Ils repartirent et parvinrent à un escalier. Une fois à l’étage ils trouvèrent un autre salon élégamment meublé. Au fond de la pièce se trouvait une grande porte à double-battants. Ils la passèrent et s’arrêtèrent une fois entrés tant la salle était impressionnante. C’était une bibliothèque aux dimensions gigantesques.
« C’est… magnifique. » souffla Sakura.
Sei acquiesça. Des dizaines de rayonnages remplis de toutes sortes de livres semblaient n’attendre qu’une personne pour se perdre dans l’univers de lecture qui se trouvait là, à portée de main. Les étagères alignées contenaient des recueils colorés de diverses tailles, dont les caractères variés recensaient d’innombrables langues. Les bois se mêlaient, du sol plus sombre aux rayonnages d’une nuance moins marquée, et au fond s’ouvrait une immense fenêtre qui laissait entrer à flots la lumière du soleil. Les deux jeunes gens s’apprêtaient à visiter cet attrayant sanctuaire quand ils remarquèrent un Chasseur. Adossé à l’une des étagères, il lisait un livre qu’il venait de choisir. Une expression détendue sur ses traits, il paraissait totalement absorbé par son ouvrage. Il le délaissa tout de même pour reporter son attention sur eux et prit la parole :
« Alors, que pensez-vous de la maison ?
- Elle ne correspond pas vraiment à l’idée que je me faisais de la demeure de tueurs professionnels. répliqua Sakura.
- C’est que le mot professionnel change tout. » sourit Gavriil.
Elle soupira. Il ajouta :
« Si vous continuez votre visite, je vous déconseille d’aller faire un tour au deuxième étage. C’est celui où nous avons nos chambres. Et aucun de nous n’aimerait que vous vous y rendiez ; surtout pas Nikita.
- Aucun risque. répondit Sei.
- Sur ce, nous vous laissons à votre lecture. » conclut la jeune fille.
Et elle quitta la salle, suivie de Sei.
« Où allons-nous à présent ? s’enquit-il une fois qu’ils furent sortis.
- Allons au jardin extérieur. J’ai besoin de m’aérer.
- Bonne idée. »
Ils redescendirent et passèrent au salon puis sortirent par la porte de la véranda. Il faisait une température des plus agréables à l’extérieur. Quelques nuages glissaient lentement dans l’azur. Guidés par un petit sentier, ils se rendirent au bord de la pièce d’eau. Des poissons multicolores y évoluaient, formant un ballet silencieux. Une douce brise agita les branches d’un cerisier et déposa des pétales rose pâle à la surface de l’onde.
« Cet endroit est étrangement poétique. fit remarquer Sei.
- C’est assez déroutant de se dire que c’est là le cadre de vie des hommes les plus impitoyables de l’Empire. »

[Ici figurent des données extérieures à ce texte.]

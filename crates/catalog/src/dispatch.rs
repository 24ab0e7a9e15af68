//! Host invocation surface: method name plus positional arguments in, result
//! or error message out.

use std::str::FromStr;

use exn::ResultExt;
use serde::de::DeserializeOwned;
use serde::{Deserialize, Serialize};
use serde_json::Value;
use tracing::instrument;

use crate::Catalog;
use crate::error::{ErrorKind, Result};
use crate::lists::{list_countries, list_genres, list_years};
use crate::models::{DiscoverRequest, HomeRequest, PlayRequest, YearsRequest};

/// Operations the host can call, by their wire names.
#[derive(Debug, Clone, Copy, PartialEq, Eq)]
pub enum Method {
    Search,
    GetItem,
    GetStreams,
    Play,
    Discover,
    GetHome,
    ListGenres,
    ListCountries,
    ListYears,
}

impl Method {
    pub const ALL: [Method; 9] = [
        Self::Search,
        Self::GetItem,
        Self::GetStreams,
        Self::Play,
        Self::Discover,
        Self::GetHome,
        Self::ListGenres,
        Self::ListCountries,
        Self::ListYears,
    ];

    pub fn as_str(&self) -> &'static str {
        match self {
            Self::Search => "search",
            Self::GetItem => "getItem",
            Self::GetStreams => "getStreams",
            Self::Play => "play",
            Self::Discover => "discover",
            Self::GetHome => "getHome",
            Self::ListGenres => "listGenres",
            Self::ListCountries => "listCountries",
            Self::ListYears => "listYears",
        }
    }
}

impl FromStr for Method {
    type Err = crate::error::Error;

    fn from_str(s: &str) -> Result<Self> {
        match Self::ALL.into_iter().find(|m| m.as_str() == s) {
            Some(method) => Ok(method),
            None => exn::bail!(ErrorKind::MethodNotFound {
                method: s.to_string(),
                available: Self::ALL.map(|m| m.as_str()).join(", "),
            }),
        }
    }
}

#[derive(Debug, Clone, PartialEq, Deserialize)]
pub struct Request {
    /// Echoed back untouched in the [`Response`].
    #[serde(default)]
    pub id: Value,
    pub method: String,
    #[serde(default)]
    pub payload: Value,
}

impl Request {
    /// Positional arguments: an array payload is spread, any other non-null
    /// payload is the single argument, and `null` means none.
    pub fn args(&self) -> Vec<Value> {
        match &self.payload {
            Value::Array(args) => args.clone(),
            Value::Null => Vec::new(),
            other => vec![other.clone()],
        }
    }
}

#[derive(Debug, Clone, PartialEq, Serialize)]
pub struct Response {
    pub id: Value,
    #[serde(flatten)]
    pub outcome: Outcome,
}

#[derive(Debug, Clone, PartialEq, Serialize)]
#[serde(rename_all = "lowercase")]
pub enum Outcome {
    Result(Value),
    /// The error message.
    Error(String),
}

impl Catalog {
    /// Runs one host request to completion. Never fails; errors are reported
    /// in the response.
    #[instrument(skip_all, fields(method = %request.method))]
    pub async fn dispatch(&self, request: Request) -> Response {
        let outcome = match self.call(&request.method, request.args()).await {
            Ok(result) => Outcome::Result(result),
            Err(err) => {
                tracing::warn!(error = %*err, "Request failed");
                Outcome::Error((*err).to_string())
            },
        };
        Response { id: request.id, outcome }
    }

    /// Calls `method` with positional `args`.
    pub async fn call(&self, method: &str, args: Vec<Value>) -> Result<Value> {
        let method: Method = method.parse()?;
        match method {
            Method::Search => {
                let query: Option<String> = arg(&args, 0)?;
                encode(self.search(query.as_deref().unwrap_or_default()).await)
            },
            Method::GetItem => {
                let id: Option<String> = arg(&args, 0)?;
                encode(self.get_item(id.as_deref().unwrap_or_default()).await)
            },
            Method::GetStreams => {
                let id: Option<String> = arg(&args, 0)?;
                encode(self.get_streams(id.as_deref().unwrap_or_default()).await)
            },
            Method::Play => encode(self.play(arg_or_default::<PlayRequest>(&args)?).await?),
            Method::Discover => encode(self.discover(arg_or_default::<DiscoverRequest>(&args)?).await),
            Method::GetHome => encode(self.get_home(arg_or_default::<HomeRequest>(&args)?).await),
            Method::ListGenres => encode(list_genres()),
            Method::ListCountries => encode(list_countries()),
            Method::ListYears => encode(list_years(arg_or_default::<YearsRequest>(&args)?)),
        }
    }
}

/// The argument at `index`; absent or `null` is `None`.
fn arg<T: DeserializeOwned>(args: &[Value], index: usize) -> Result<Option<T>> {
    match args.get(index) {
        None | Some(Value::Null) => Ok(None),
        Some(value) => {
            let parsed = serde_json::from_value(value.clone())
                .or_raise(|| ErrorKind::InvalidArguments(format!("argument {index} has the wrong shape")))?;
            Ok(Some(parsed))
        },
    }
}

fn arg_or_default<T: DeserializeOwned + Default>(args: &[Value]) -> Result<T> {
    Ok(arg(args, 0)?.unwrap_or_default())
}

fn encode(value: impl Serialize) -> Result<Value> {
    serde_json::to_value(value).or_raise(|| ErrorKind::Serialization)
}
//! Reverse lookup from context tokens to live adapters.
//!
//! The native layer can only carry one opaque pointer back into a callback.
//! Adapters register themselves here under a [`ContextToken`], hand the token
//! to the native open call, and the trampolines resolve it back to the adapter.

use std::collections::HashMap;
use std::os::raw::c_void;
use std::sync::atomic::{AtomicUsize, Ordering};
use std::sync::{Arc, Weak};

use parking_lot::Mutex;

/// Stable key correlating native callbacks with one adapter instance.
///
/// Allocated from a monotonically increasing counter and never reused, so a
/// stale token from a torn-down adapter cannot alias a newer one.
#[derive(Debug, Clone, Copy, PartialEq, Eq, Hash)]
pub struct ContextToken(usize);

impl ContextToken {
    /// Encode as the opaque client-data pointer passed to the native layer.
    pub fn as_client_data(self) -> *mut c_void {
        self.0 as *mut c_void
    }

    /// Decode a client-data pointer received in a callback.
    pub fn from_client_data(client_data: *mut c_void) -> Self {
        Self(client_data as usize)
    }

    /// Get the raw token value.
    pub fn as_raw(self) -> usize {
        self.0
    }
}

/// Lock-protected map from token to adapter.
///
/// Entries hold `Weak` references: the registry never keeps an adapter alive,
/// so a callback arriving during teardown cannot resurrect it.
pub struct CallbackRegistry<T> {
    next: AtomicUsize,
    entries: Mutex<HashMap<usize, Weak<T>>>,
}

impl<T> CallbackRegistry<T> {
    /// Create an empty registry. Tokens start at 1; 0 is never handed out.
    pub fn new() -> Self {
        Self {
            next: AtomicUsize::new(1),
            entries: Mutex::new(HashMap::new()),
        }
    }

    /// Register an adapter and return its fresh token.
    pub fn register(&self, target: &Arc<T>) -> ContextToken {
        let token = self.next.fetch_add(1, Ordering::Relaxed);
        self.entries.lock().insert(token, Arc::downgrade(target));
        ContextToken(token)
    }

    /// Resolve a token to its adapter.
    ///
    /// Returns `None` if the token was never issued, was unregistered, or the
    /// adapter is already being dropped.
    pub fn lookup(&self, token: ContextToken) -> Option<Arc<T>> {
        self.entries.lock().get(&token.0).and_then(Weak::upgrade)
    }

    /// Remove a token. Returns true if it was still registered.
    pub fn unregister(&self, token: ContextToken) -> bool {
        self.entries.lock().remove(&token.0).is_some()
    }

    /// Number of registered tokens.
    pub fn len(&self) -> usize {
        self.entries.lock().len()
    }

    /// Check if no tokens are registered.
    pub fn is_empty(&self) -> bool {
        self.len() == 0
    }
}

impl<T> Default for CallbackRegistry<T> {
    fn default() -> Self {
        Self::new()
    }
}
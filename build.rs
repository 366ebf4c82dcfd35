//! Build script for afs-bindings crate.
//!
//! Links the system frameworks backing the native entry points when building
//! for an Apple target. Other targets build the safe layer only and expect a
//! caller-supplied backend implementing the `ffi` traits.

use std::env;

/// Frameworks providing the native entry points used by `ffi::system`.
const FRAMEWORKS: &[&str] = &["AudioToolbox", "CoreLocation", "Foundation"];

fn main() {
    println!("cargo:rerun-if-changed=build.rs");

    // Use the *target* OS, not cfg!(target_os), so cross builds link correctly
    let target_os = env::var("CARGO_CFG_TARGET_OS").unwrap_or_default();
    if !is_apple(&target_os) {
        return;
    }

    for framework in FRAMEWORKS {
        println!("cargo:rustc-link-lib=framework={}", framework);
    }

    // objc_msgSend and friends for the Foundation array helpers
    println!("cargo:rustc-link-lib=objc");
}

/// Check if the target OS ships the Apple frameworks.
fn is_apple(target_os: &str) -> bool {
    matches!(target_os, "macos" | "ios" | "tvos" | "watchos" | "visionos")
}
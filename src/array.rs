//! Marshaling between Rust slices and Foundation `NSArray`s.
//!
//! Element iteration and ownership semantics stay native; these helpers only
//! build the pointer buffers the native calls expect and convert results.
//!
//! `NSArray` cannot hold nil. Null slots are stored as the
//! [`ObjectArrayApi::null_placeholder`] object (`NSNull`) and come back out
//! as the null handle.

use std::ffi::{CStr, CString};

use crate::error::{Error, Result};
use crate::ffi::{ObjectArrayApi, ObjectHandle};

/// A native object reference owned by Rust, released on drop.
pub struct OwnedObject<'a> {
    api: &'a dyn ObjectArrayApi,
    handle: ObjectHandle,
}

impl<'a> OwnedObject<'a> {
    /// Take ownership of a +1 reference.
    ///
    /// # Safety
    ///
    /// `handle` must be null or a reference the caller owns; it will be
    /// released exactly once through `api`.
    pub unsafe fn from_retained(api: &'a dyn ObjectArrayApi, handle: ObjectHandle) -> Self {
        Self { api, handle }
    }

    /// A null reference.
    pub fn null(api: &'a dyn ObjectArrayApi) -> Self {
        Self {
            api,
            handle: ObjectHandle::invalid(),
        }
    }

    /// Get the underlying handle.
    pub fn handle(&self) -> ObjectHandle {
        self.handle
    }

    /// Check if this is the null reference.
    pub fn is_null(&self) -> bool {
        !self.handle.is_valid()
    }

    /// Give up ownership without releasing.
    pub fn into_raw(self) -> ObjectHandle {
        let handle = self.handle;
        std::mem::forget(self);
        handle
    }
}

impl Drop for OwnedObject<'_> {
    fn drop(&mut self) {
        if self.handle.is_valid() {
            unsafe { self.api.release(self.handle) };
        }
    }
}

/// Build an array from existing object handles.
///
/// `None` yields the null array, so optional array parameters can be passed
/// straight through to native calls. Null handles inside `items` are stored
/// as the placeholder object.
///
/// # Safety
///
/// Every non-null handle in `items` must be a live object.
pub unsafe fn from_handles<'a>(
    api: &'a dyn ObjectArrayApi,
    items: Option<&[ObjectHandle]>,
) -> OwnedObject<'a> {
    let Some(items) = items else {
        return OwnedObject::null(api);
    };
    let placeholder = api.null_placeholder();
    let buffer: Vec<ObjectHandle> = items
        .iter()
        .map(|h| if h.is_valid() { *h } else { placeholder })
        .collect();
    let array = api.array_from_objects(buffer.as_ptr(), buffer.len());
    OwnedObject::from_retained(api, array)
}

/// Build an array of strings. `None` items become placeholder slots.
///
/// The temporary native strings are released once the array holds them.
pub fn from_strings<'a>(
    api: &'a dyn ObjectArrayApi,
    items: &[Option<&str>],
) -> Result<OwnedObject<'a>> {
    let mut strings: Vec<OwnedObject<'a>> = Vec::with_capacity(items.len());
    for item in items {
        let owned = match item {
            Some(s) => {
                let c = CString::new(*s).map_err(|_| {
                    Error::InvalidArgument(format!("string contains NUL byte: {:?}", s))
                })?;
                unsafe { OwnedObject::from_retained(api, api.string_from_utf8(c.as_ptr())) }
            }
            None => OwnedObject::null(api),
        };
        strings.push(owned);
    }

    let placeholder = unsafe { api.null_placeholder() };
    let handles: Vec<ObjectHandle> = strings
        .iter()
        .map(|s| if s.is_null() { placeholder } else { s.handle() })
        .collect();
    let array = unsafe { api.array_from_objects(handles.as_ptr(), handles.len()) };
    Ok(unsafe { OwnedObject::from_retained(api, array) })
}

/// Convert every element of an array.
///
/// Returns `None` for the null array. Placeholder slots are passed to
/// `convert` as the null handle.
///
/// # Safety
///
/// `array` must be null or a live `NSArray`.
pub unsafe fn array_from_handle<T>(
    api: &dyn ObjectArrayApi,
    array: ObjectHandle,
    mut convert: impl FnMut(ObjectHandle) -> T,
) -> Option<Vec<T>> {
    if !array.is_valid() {
        return None;
    }
    let placeholder = api.null_placeholder();
    let count = api.array_count(array);
    Some(
        (0..count)
            .map(|i| {
                let element = api.array_object_at(array, i);
                if element == placeholder {
                    convert(ObjectHandle::invalid())
                } else {
                    convert(element)
                }
            })
            .collect(),
    )
}

/// Read an array of strings. Null elements come back as `None`.
///
/// # Safety
///
/// `array` must be null or a live `NSArray` whose elements are `NSString`s
/// or the placeholder.
pub unsafe fn strings_from_handle(
    api: &dyn ObjectArrayApi,
    array: ObjectHandle,
) -> Option<Vec<Option<String>>> {
    array_from_handle(api, array, |element| {
        if !element.is_valid() {
            return None;
        }
        let utf8 = api.string_to_utf8(element);
        if utf8.is_null() {
            None
        } else {
            Some(CStr::from_ptr(utf8).to_string_lossy().into_owned())
        }
    })
}
//! Subscribable events with independent listeners.

use std::panic::{catch_unwind, AssertUnwindSafe};
use std::sync::atomic::{AtomicU64, Ordering};
use std::sync::Arc;

use parking_lot::RwLock;

static NEXT_LISTENER_ID: AtomicU64 = AtomicU64::new(1);

/// Handle returned by a subscription, used to unsubscribe.
///
/// Unique across every event in the process.
#[derive(Debug, Clone, Copy, PartialEq, Eq, Hash)]
pub struct ListenerId(u64);

/// An event with 0..N listeners of type `F` (usually a `dyn Fn`).
pub struct Event<F: ?Sized> {
    name: &'static str,
    listeners: RwLock<Vec<(ListenerId, Arc<F>)>>,
}

impl<F: ?Sized> Event<F> {
    /// Create an event with no listeners. `name` is used in log output.
    pub fn new(name: &'static str) -> Self {
        Self {
            name,
            listeners: RwLock::new(Vec::new()),
        }
    }

    /// Add a listener.
    pub fn subscribe(&self, listener: Arc<F>) -> ListenerId {
        let id = ListenerId(NEXT_LISTENER_ID.fetch_add(1, Ordering::Relaxed));
        self.listeners.write().push((id, listener));
        id
    }

    /// Remove a listener. Returns true if it was subscribed to this event.
    pub fn unsubscribe(&self, id: ListenerId) -> bool {
        let mut listeners = self.listeners.write();
        let before = listeners.len();
        listeners.retain(|(lid, _)| *lid != id);
        listeners.len() != before
    }

    /// Number of listeners.
    pub fn len(&self) -> usize {
        self.listeners.read().len()
    }

    /// Check if there are no listeners.
    pub fn is_empty(&self) -> bool {
        self.len() == 0
    }

    /// Invoke every listener through `call`, in subscription order.
    ///
    /// Listeners are snapshotted first, so a listener may subscribe or
    /// unsubscribe without deadlocking. A panicking listener is logged and
    /// skipped; the remaining listeners still run and the panic never leaves
    /// this function. Returns the number of listeners that completed.
    pub fn emit(&self, mut call: impl FnMut(&F)) -> usize {
        let snapshot: Vec<Arc<F>> = self
            .listeners
            .read()
            .iter()
            .map(|(_, listener)| Arc::clone(listener))
            .collect();

        let mut completed = 0;
        for listener in snapshot {
            match catch_unwind(AssertUnwindSafe(|| call(&*listener))) {
                Ok(()) => completed += 1,
                Err(_) => log::error!("{} listener panicked; continuing", self.name),
            }
        }
        completed
    }
}
impl AudioFileStream {
    /// Open a stream parser backed by the system AudioToolbox.
    #[cfg(target_vendor = "apple")]
    pub fn open(file_type_hint: AudioFileType) -> Result<Self> {
        Self::open_with(
            Arc::new(crate::ffi::SystemApi),
            StreamOptions::with_hint(file_type_hint),
        )
    }

    /// Open a stream parser through the given entry points.
    ///
    /// On failure nothing is left registered and no stream is returned.
    pub fn open_with(api: Arc<dyn StreamApi>, options: StreamOptions) -> Result<Self> {
        let view = Arc::new(StreamView::new(api));
        let token = STREAMS.register(&view);

        let mut handle = AudioFileStreamId::invalid();
        let code = unsafe {
            view.api.open(
                token.as_client_data(),
                property_listener_trampoline,
                packets_trampoline,
                options.file_type_hint.into(),
                &mut handle,
            )
        };

        if code != NO_ERR || !handle.is_valid() {
            STREAMS.unregister(token);
            *view.state.write() = HandleState::Closed;
            let code = if code == NO_ERR {
                raw::K_AUDIO_FILE_STREAM_ERR_UNSPECIFIED_ERROR
            } else {
                code
            };
            return Err(creation_error(code));
        }

        *view.state.write() = HandleState::Open(handle);
        log::debug!(
            "opened audio file stream {:#x} (hint {:?}, token {})",
            handle.as_raw(),
            options.file_type_hint,
            token.as_raw()
        );

        Ok(Self { view, token })
    }

    /// Context token this stream registered with the native layer.
    pub fn token(&self) -> ContextToken {
        self.token
    }

    /// Parse a chunk of bytes.
    ///
    /// Callbacks fire synchronously from inside this call. Pass
    /// `discontinuity = true` when the chunk does not follow the previous one
    /// (e.g. after a seek).
    pub fn parse_bytes(&self, data: &[u8], discontinuity: bool) -> Result<()> {
        let size = u32::try_from(data.len()).map_err(|_| {
            Error::InvalidArgument(format!("chunk of {} bytes exceeds u32", data.len()))
        })?;
        let flags = if discontinuity {
            ParseFlags::DISCONTINUITY
        } else {
            ParseFlags::empty()
        };

        self.view.with_handle(|handle| {
            let code = unsafe {
                self.view
                    .api
                    .parse_bytes(handle, size, data.as_ptr().cast(), flags.bits())
            };
            check_status(code, "AudioFileStreamParseBytes")
        })
    }

    /// Parse `count` bytes of `data` starting at `offset`.
    pub fn parse_range(
        &self,
        data: &[u8],
        offset: usize,
        count: usize,
        discontinuity: bool,
    ) -> Result<()> {
        let end = offset
            .checked_add(count)
            .ok_or_else(|| Error::InvalidArgument("offset + count overflows".to_string()))?;
        if end > data.len() {
            return Err(Error::InvalidArgument(format!(
                "offset {} + count {} exceeds buffer of {} bytes",
                offset,
                count,
                data.len()
            )));
        }
        self.parse_bytes(&data[offset..end], discontinuity)
    }

    /// Byte offset of a packet, for resuming the download after a seek.
    pub fn seek(&self, packet_offset: i64) -> Result<SeekResult> {
        self.view.with_handle(|handle| {
            let mut byte_offset: i64 = 0;
            let mut flags: u32 = 0;
            let code = unsafe {
                self.view
                    .api
                    .seek(handle, packet_offset, &mut byte_offset, &mut flags)
            };
            check_status(code, "AudioFileStreamSeek")?;
            Ok(SeekResult {
                byte_offset,
                is_estimate: SeekFlags::from_bits_retain(flags)
                    .contains(SeekFlags::OFFSET_IS_ESTIMATED),
            })
        })
    }

    /// Subscribe to property discoveries.
    pub fn on_property_found<F>(&self, listener: F) -> ListenerId
    where
        F: Fn(&StreamView, &mut PropertyFound) + Send + Sync + 'static,
    {
        self.view.property_found.subscribe(Arc::new(listener))
    }

    /// Subscribe to decoded packets.
    pub fn on_packets<F>(&self, listener: F) -> ListenerId
    where
        F: Fn(&StreamView, &PacketsDecoded<'_>) + Send + Sync + 'static,
    {
        self.view.packets.subscribe(Arc::new(listener))
    }

    /// Remove a listener from whichever event it was subscribed to.
    pub fn remove_listener(&self, id: ListenerId) -> bool {
        self.view.property_found.unsubscribe(id) || self.view.packets.unsubscribe(id)
    }

    /// Close the stream and release the native handle.
    ///
    /// Idempotent: later calls return `Ok(())` without touching the native
    /// layer. Every other operation fails with [`Error::UseAfterClose`]
    /// afterwards. Called automatically on drop.
    pub fn close(&mut self) -> Result<()> {
        self.view.release(self.token)
    }
}

impl Deref for AudioFileStream {
    type Target = StreamView;

    fn deref(&self) -> &StreamView {
        &self.view
    }
}

impl Drop for AudioFileStream {
    fn drop(&mut self) {
        if let Err(e) = self.view.release(self.token) {
            log::warn!("failed to close audio file stream on drop: {}", e);
        }
    }
}

/// A property value whose length does not fit its layout.
fn bad_property_size() -> Error {
    Error::Status {
        op: "AudioFileStreamGetProperty",
        status: StreamStatus::BadPropertySize,
    }
}

/// Property listener registered with the native layer.
///
/// # Safety
///
/// Called by the framework with the client data passed to open and a valid
/// (or null) flags pointer.
unsafe extern "C" fn property_listener_trampoline(
    client_data: *mut c_void,
    _stream: AudioFileStreamId,
    property_id: raw::AudioFileStreamPropertyId,
    io_flags: *mut u32,
) {
    // Unwinding into the framework is undefined behavior
    let _ = catch_unwind(AssertUnwindSafe(|| {
        let token = ContextToken::from_client_data(client_data);
        let Some(shared) = STREAMS.lookup(token) else {
            log::trace!("dropping property callback for stale token {}", token.as_raw());
            return;
        };
        let view: &StreamView = &shared;
        // Held through dispatch and write-back so release waits for us
        let Some(_state) = view.dispatch_guard() else {
            return;
        };

        let mut found = PropertyFound {
            property: PropertyId(property_id),
            flags: if io_flags.is_null() {
                PropertyFlags::empty()
            } else {
                PropertyFlags::from_bits_retain(*io_flags)
            },
        };
        view.property_found.emit(|listener| listener(view, &mut found));

        if !io_flags.is_null() {
            *io_flags = found.flags.bits();
        }
    }));
}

Elle regarda autour d’elle. Dans ce jardin tranquille s’épanouissaient de nombreuses plantes de toutes les espèces si bien qu’il était impossible de déterminer dans quelle région ils se situaient. Elle se demanda ce qu’il y avait au-delà de l’enceinte. S’ils la franchissaient, trouveraient-ils une zone habitée ou un désert ? Alors que son regard suivait la paroi, elle remarqua un nouveau détail.
« Regarde, il y a des fresques sur les murs.
- Et si on allait voir ça de plus près ? »
Ils se rendirent à la décoration la plus proche. Elle représentait un paysage de bord de mer sous un coucher de soleil. À l’onde bleu roi succédait une plage couleur de neige, prolongée par de l’herbe émeraude et un peu plus loin une forêt de pins.
« Je me demande si ça a un sens, s’interrogea-t-elle, et surtout qui l’a peint.
- Peut-être que les autres nous donneront un indice. »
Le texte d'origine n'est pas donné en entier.